[Working data — start]
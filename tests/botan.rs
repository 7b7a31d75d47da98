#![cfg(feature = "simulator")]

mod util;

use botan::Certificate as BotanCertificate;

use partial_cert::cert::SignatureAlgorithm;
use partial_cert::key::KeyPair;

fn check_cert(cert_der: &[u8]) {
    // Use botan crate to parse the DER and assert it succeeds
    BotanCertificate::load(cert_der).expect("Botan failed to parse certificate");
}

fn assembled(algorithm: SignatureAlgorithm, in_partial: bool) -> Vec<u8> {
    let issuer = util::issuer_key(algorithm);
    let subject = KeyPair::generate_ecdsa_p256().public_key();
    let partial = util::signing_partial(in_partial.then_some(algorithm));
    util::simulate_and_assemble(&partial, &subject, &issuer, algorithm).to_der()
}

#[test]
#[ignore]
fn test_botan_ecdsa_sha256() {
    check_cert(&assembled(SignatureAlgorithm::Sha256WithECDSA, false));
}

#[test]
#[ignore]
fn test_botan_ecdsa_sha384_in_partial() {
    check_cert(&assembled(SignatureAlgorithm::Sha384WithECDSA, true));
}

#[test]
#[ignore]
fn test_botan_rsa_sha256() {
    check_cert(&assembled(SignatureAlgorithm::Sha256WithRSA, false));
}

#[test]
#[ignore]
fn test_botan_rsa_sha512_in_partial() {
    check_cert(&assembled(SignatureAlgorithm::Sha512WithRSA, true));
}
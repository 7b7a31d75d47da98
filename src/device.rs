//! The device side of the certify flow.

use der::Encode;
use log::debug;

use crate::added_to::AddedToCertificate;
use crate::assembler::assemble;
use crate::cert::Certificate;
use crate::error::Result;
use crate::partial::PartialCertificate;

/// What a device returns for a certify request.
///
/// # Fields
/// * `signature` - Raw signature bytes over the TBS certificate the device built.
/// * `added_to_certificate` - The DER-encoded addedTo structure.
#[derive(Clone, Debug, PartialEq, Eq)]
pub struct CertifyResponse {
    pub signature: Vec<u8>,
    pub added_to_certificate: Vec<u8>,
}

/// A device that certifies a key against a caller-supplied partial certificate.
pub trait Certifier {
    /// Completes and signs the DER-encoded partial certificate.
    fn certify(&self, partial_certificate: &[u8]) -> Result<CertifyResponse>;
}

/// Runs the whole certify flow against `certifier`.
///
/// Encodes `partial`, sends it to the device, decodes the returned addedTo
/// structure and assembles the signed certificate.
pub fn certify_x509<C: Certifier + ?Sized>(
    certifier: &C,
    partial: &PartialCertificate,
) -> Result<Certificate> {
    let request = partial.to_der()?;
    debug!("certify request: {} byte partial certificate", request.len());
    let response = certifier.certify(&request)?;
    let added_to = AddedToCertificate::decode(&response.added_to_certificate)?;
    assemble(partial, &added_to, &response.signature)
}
[Working data — finish]
**What the exercise asks:** Make an exact transcription of the entries above.

**Reply:**
filename tests/botan.rs
repository 7b7a31d75d47da98
#![cfg(feature = "simulator")]

mod util;

use botan::Certificate as BotanCertificate;

use partial_cert::cert::SignatureAlgorithm;
use partial_cert::key::KeyPair;

fn check_cert(cert_der: &[u8]) {
    // Use botan crate to parse the DER and assert it succeeds
    BotanCertificate::load(cert_der).expect("Botan failed to parse certificate");
}

fn assembled(algorithm: SignatureAlgorithm, in_partial: bool) -> Vec<u8> {
    let issuer = util::issuer_key(algorithm);
    let subject = KeyPair::generate_ecdsa_p256().public_key();
    let partial = util::signing_partial(in_partial.then_some(algorithm));
    util::simulate_and_assemble(&partial, &subject, &issuer, algorithm).to_der()
}

#[test]
#[ignore]
fn test_botan_ecdsa_sha256() {
    check_cert(&assembled(SignatureAlgorithm::Sha256WithECDSA, false));
}

#[test]
#[ignore]
fn test_botan_ecdsa_sha384_in_partial() {
    check_cert(&assembled(SignatureAlgorithm::Sha384WithECDSA, true));
}

#[test]
#[ignore]
fn test_botan_rsa_sha256() {
    check_cert(&assembled(SignatureAlgorithm::Sha256WithRSA, false));
}

#[test]
#[ignore]
fn test_botan_rsa_sha512_in_partial() {
    check_cert(&assembled(SignatureAlgorithm::Sha512WithRSA, true));
}
repository 7b7a31d75d47da98
filename src/device.rs
//! The device side of the certify flow.

use der::Encode;
use log::debug;

use crate::added_to::AddedToCertificate;
use crate::assembler::assemble;
use crate::cert::Certificate;
use crate::error::Result;
use crate::partial::PartialCertificate;

/// What a device returns for a certify request.
///
/// # Fields
/// * `signature` - Raw signature bytes over the TBS certificate the device built.
/// * `added_to_certificate` - The DER-encoded addedTo structure.
#[derive(Clone, Debug, PartialEq, Eq)]
pub struct CertifyResponse {
    pub signature: Vec<u8>,
    pub added_to_certificate: Vec<u8>,
}

/// A device that certifies a key against a caller-supplied partial certificate.
pub trait Certifier {
    /// Completes and signs the DER-encoded partial certificate.
    fn certify(&self, partial_certificate: &[u8]) -> Result<CertifyResponse>;
}

/// Runs the whole certify flow against `certifier`.
///
/// Encodes `partial`, sends it to the device, decodes the returned addedTo
/// structure and assembles the signed certificate.
pub fn certify_x509<C: Certifier + ?Sized>(
    certifier: &C,
    partial: &PartialCertificate,
) -> Result<Certificate> {
    let request = partial.to_der()?;
    debug!("certify request: {} byte partial certificate", request.len());
    let response = certifier.certify(&request)?;
    let added_to = AddedToCertificate::decode(&response.added_to_certificate)?;
    assemble(partial, &added_to, &response.signature)
}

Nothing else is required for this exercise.